This financial outlook is based on the Company’s best available information as of the date of this MD&A and remains subject to change based on numerous macroeconomic, health, social, geo-political and related factors (see “Risks associated with COVID-19 pandemic” below).

 

The Company received wage subsidies totalling $2.5 million during the first quarter from governments in several countries. These subsidies were recorded in earnings as an offset to employment costs.

 

Seasonality and quarterly fluctuations

The Company generates peak revenues and earnings in the month of December followed by a low in January and February as a result of the timing of closings on Capital Markets transactions. Revenues and earnings during the balance of the year are relatively even. Historically, Capital Markets operations comprised approximately 25% of consolidated annual revenues. Variations can also be caused by business acquisitions which alter the consolidated service mix.

 

Liquidity and capital resources

Net cash used in operating activities for the three month period ended March 31, 2021 was $38.1 million, versus $120.0 million used in the prior year period. The prior year period was impacted by significant working capital usage in our transactional operations. We believe that cash from operations and other existing resources, including our $1.0 billion multi-currency revolving credit facility (the “Revolving Credit Facility”), will continue to be adequate to satisfy the ongoing working capital needs of the Company.

 

For the three months ended March 31, 2021, capital expenditures were $22.1 million (2020 - $40.4 million).
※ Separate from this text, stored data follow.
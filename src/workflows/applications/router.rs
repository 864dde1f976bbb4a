use std::sync::Arc;

use axum::{
    extract::{Path, State},
    http::StatusCode,
    response::{IntoResponse, Response},
    routing::{get, post},
    Router,
};
use chrono::Local;
use serde::Deserialize;
use serde_json::json;

use crate::actors::Actor;
use crate::workflows::projects::repository::ProjectStore;
use crate::workflows::registrations::repository::RegistrationStore;

use super::booking::BookingError;
use super::domain::{ApplicationId, ApplicationStatusView};
use super::eligibility::EligibilityError;
use super::repository::ApplicationStore;
use super::service::{ApplicationError, ApplicationService, ApplicationServiceError};

/// Router builder exposing application intake and transitions over HTTP.
pub fn application_router<A, R, P>(service: Arc<ApplicationService<A, R, P>>) -> Router
where
    A: ApplicationStore + 'static,
    R: RegistrationStore + 'static,
    P: ProjectStore + 'static,
{
    Router::new()
        .route("/api/v1/applications", post(apply_handler::<A, R, P>))
        .route(
            "/api/v1/applications/:application_id",
            get(status_handler::<A, R, P>),
        )
        .route(
            "/api/v1/applications/:application_id/withdrawal-requests",
            post(withdrawal_request_handler::<A, R, P>),
        )
        .route(
            "/api/v1/applications/:application_id/review",
            post(review_handler::<A, R, P>),
        )
        .route(
            "/api/v1/applications/:application_id/withdrawal-review",
            post(withdrawal_review_handler::<A, R, P>),
        )
        .route(
            "/api/v1/applications/:application_id/booking",
            post(booking_handler::<A, R, P>),
        )
        .with_state(service)
}

#[derive(Debug, Deserialize)]
pub(crate) struct ApplyRequest {
    actor: Actor,
    project: String,
    flat_type: crate::workflows::projects::domain::FlatType,
}

#[derive(Debug, Clone, Copy, Deserialize)]
#[serde(rename_all = "snake_case")]
pub(crate) enum ReviewDecision {
    Approve,
    Reject,
}

#[derive(Debug, Deserialize)]
pub(crate) struct ReviewRequest {
    owner: Actor,
    decision: ReviewDecision,
}

#[derive(Debug, Deserialize)]
pub(crate) struct BookingRequest {
    officer: Actor,
}

pub(crate) async fn apply_handler<A, R, P>(
    State(service): State<Arc<ApplicationService<A, R, P>>>,
    axum::Json(request): axum::Json<ApplyRequest>,
) -> Response
where
    A: ApplicationStore + 'static,
    R: RegistrationStore + 'static,
    P: ProjectStore + 'static,
{
    match service.apply(
        &request.actor,
        &request.project,
        request.flat_type,
        Local::now().date_naive(),
    ) {
        Ok(application) => {
            (StatusCode::ACCEPTED, axum::Json(application.status_view())).into_response()
        }
        Err(err) => error_response(&err),
    }
}

pub(crate) async fn status_handler<A, R, P>(
    State(service): State<Arc<ApplicationService<A, R, P>>>,
    Path(application_id): Path<String>,
) -> Response
where
    A: ApplicationStore + 'static,
    R: RegistrationStore + 'static,
    P: ProjectStore + 'static,
{
    let id = ApplicationId(application_id);
    match service.get(&id) {
        Ok(application) => view_response(StatusCode::OK, application.status_view()),
        Err(err) => error_response(&err),
    }
}

pub(crate) async fn withdrawal_request_handler<A, R, P>(
    State(service): State<Arc<ApplicationService<A, R, P>>>,
    Path(application_id): Path<String>,
) -> Response
where
    A: ApplicationStore + 'static,
    R: RegistrationStore + 'static,
    P: ProjectStore + 'static,
{
    let id = ApplicationId(application_id);
    match service.request_withdrawal(&id) {
        Ok(application) => view_response(StatusCode::OK, application.status_view()),
        Err(err) => error_response(&err),
    }
}

pub(crate) async fn review_handler<A, R, P>(
    State(service): State<Arc<ApplicationService<A, R, P>>>,
    Path(application_id): Path<String>,
    axum::Json(request): axum::Json<ReviewRequest>,
) -> Response
where
    A: ApplicationStore + 'static,
    R: RegistrationStore + 'static,
    P: ProjectStore + 'static,
{
    let id = ApplicationId(application_id);
    match request.decision {
        ReviewDecision::Approve => match service.staff_approve(&request.owner, &id) {
            Ok(outcome) => {
                let payload = json!({
                    "summary": outcome.summary(),
                    "application": outcome.application().status_view(),
                });
                (StatusCode::OK, axum::Json(payload)).into_response()
            }
            Err(err) => error_response(&err),
        },
        ReviewDecision::Reject => match service.staff_reject(&request.owner, &id) {
            Ok(application) => view_response(StatusCode::OK, application.status_view()),
            Err(err) => error_response(&err),
        },
    }
}

pub(crate) async fn withdrawal_review_handler<A, R, P>(
    State(service): State<Arc<ApplicationService<A, R, P>>>,
    Path(application_id): Path<String>,
    axum::Json(request): axum::Json<ReviewRequest>,
) -> Response
where
    A: ApplicationStore + 'static,
    R: RegistrationStore + 'static,
    P: ProjectStore + 'static,
{
    let id = ApplicationId(application_id);
    let result = match request.decision {
        ReviewDecision::Approve => service.staff_approve_withdrawal(&request.owner, &id),
        ReviewDecision::Reject => service.staff_reject_withdrawal(&request.owner, &id),
    };
    match result {
        Ok(application) => view_response(StatusCode::OK, application.status_view()),
        Err(err) => error_response(&err),
    }
}

pub(crate) async fn booking_handler<A, R, P>(
    State(service): State<Arc<ApplicationService<A, R, P>>>,
    Path(application_id): Path<String>,
    axum::Json(request): axum::Json<BookingRequest>,
) -> Response
where
    A: ApplicationStore + 'static,
    R: RegistrationStore + 'static,
    P: ProjectStore + 'static,
{
    let id = ApplicationId(application_id);
    match service.book(&request.officer, &id) {
        Ok(outcome) => {
            let payload = json!({
                "summary": outcome.summary(),
                "application": outcome.application().status_view(),
            });
            (StatusCode::OK, axum::Json(payload)).into_response()
        }
        Err(err) => error_response(&err),
    }
}

fn view_response(status: StatusCode, view: ApplicationStatusView) -> Response {
    (status, axum::Json(view)).into_response()
}

pub(crate) fn error_response(err: &ApplicationServiceError) -> Response {
    let status = match err {
        ApplicationServiceError::Eligibility(eligibility) => match eligibility {
            EligibilityError::RoleConflict => StatusCode::FORBIDDEN,
            EligibilityError::DuplicateActive { .. } => StatusCode::CONFLICT,
            _ => StatusCode::UNPROCESSABLE_ENTITY,
        },
        ApplicationServiceError::State(state) => match state {
            ApplicationError::NotOwner { .. } => StatusCode::FORBIDDEN,
            ApplicationError::NotFound { .. } => StatusCode::NOT_FOUND,
            _ => StatusCode::CONFLICT,
        },
        ApplicationServiceError::Booking(booking) => match booking {
            BookingError::NotHandler { .. } => StatusCode::FORBIDDEN,
            BookingError::WrongState { .. } => StatusCode::CONFLICT,
            BookingError::Project(project) => {
                return crate::workflows::projects::router::error_response(project)
            }
            BookingError::PersistenceFailed(_) | BookingError::PartialFailure { .. } => {
                StatusCode::INTERNAL_SERVER_ERROR
            }
        },
        ApplicationServiceError::Project(project) => {
            return crate::workflows::projects::router::error_response(project)
        }
        ApplicationServiceError::Store(_) => StatusCode::INTERNAL_SERVER_ERROR,
    };
    (status, axum::Json(json!({ "error": err.to_string() }))).into_response()
}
Capital expenditures for the year ending December 31, 2021 are expected to be $65-$75 million with the increase primarily attributable to investments in office space in major markets, some of which were deferred from 2020.

 

Net indebtedness as at March 31, 2021 was $404.9 million, versus $323.3 million at December 31, 2020, which excludes the Convertible Notes and warehouse credit facilities. Including the Convertible Notes, our net indebtedness as at March 31, 2021 would have been $629.2 million. Net indebtedness is calculated as the current and non-current portion of long-term debt less cash and cash equivalents. We are in compliance with the covenants contained in our agreements relating to our debt agreements as at March 31, 2021 and, based on our outlook for 2021, we expect to remain in compliance with these covenants.

 

The Convertible Notes, due 2025, are unsecured and subordinated to all of the existing and future senior and/or secured indebtedness, and are treated as equity for financial leverage calculations under our existing debt agreements. The Convertible Notes are convertible into 3.97 million subordinate voting shares or, if not converted, may be settled at maturity with subordinate voting shares or cash at the option of the Company.

 

Colliers Mortgage utilizes warehouse credit facilities for the purpose of funding warehouse receivables. Warehouse receivables represent mortgage loans receivable, the majority of which are offset by borrowings under warehouse credit facilities which fund loans that financial institutions have committed to purchase. The warehouse credit facilities are excluded from the financial leverage calculations under our debt agreements.

 

On April 26, 2021, we renewed and extended our structured accounts receivable facility (the “AR Facility”) with a third-party financial institution. The AR Facility has committed availability of $125 million with a term of 364 days extending to April 25, 2022 and includes selected US and Canadian trade accounts receivable (the “Receivables”).

 

On December 10, 2020, the Company’s Board of Directors declared a semi-annual dividend of $0.05 per share to shareholders of record on December 31, 2020. This dividend amounting to $2.0 million was paid on January 14, 2021.

 

In relation to acquisitions completed during the past three years, we have outstanding contingent consideration, assuming all contingencies are satisfied and payment is due in full, totalling $193.9 million as at March 31, 2021 (December 31, 2020 - $208.6 million). Unless it contains an element of compensation, contingent consideration is recorded at fair value each reporting period. The fair value recorded on the consolidated balance sheet as at March 31, 2021 was $129.0 million (December 31, 2020 - $115.6 million). Contingent consideration with a compensatory element is revalued at each reporting period and recognized on a straight-line basis over the term of the contingent consideration arrangement. The liability recorded on the balance sheet for the compensatory element of contingent consideration arrangements as at March 31, 2021 was $11.7 million (December 31, 2020 - $17.6 million). The contingent consideration is based on achieving specified earnings levels and is paid or payable after the end of the contingency period, which extends to February 2025. We estimate that approximately 85% of the contingent consideration outstanding as of March 31, 2021 will ultimately be paid.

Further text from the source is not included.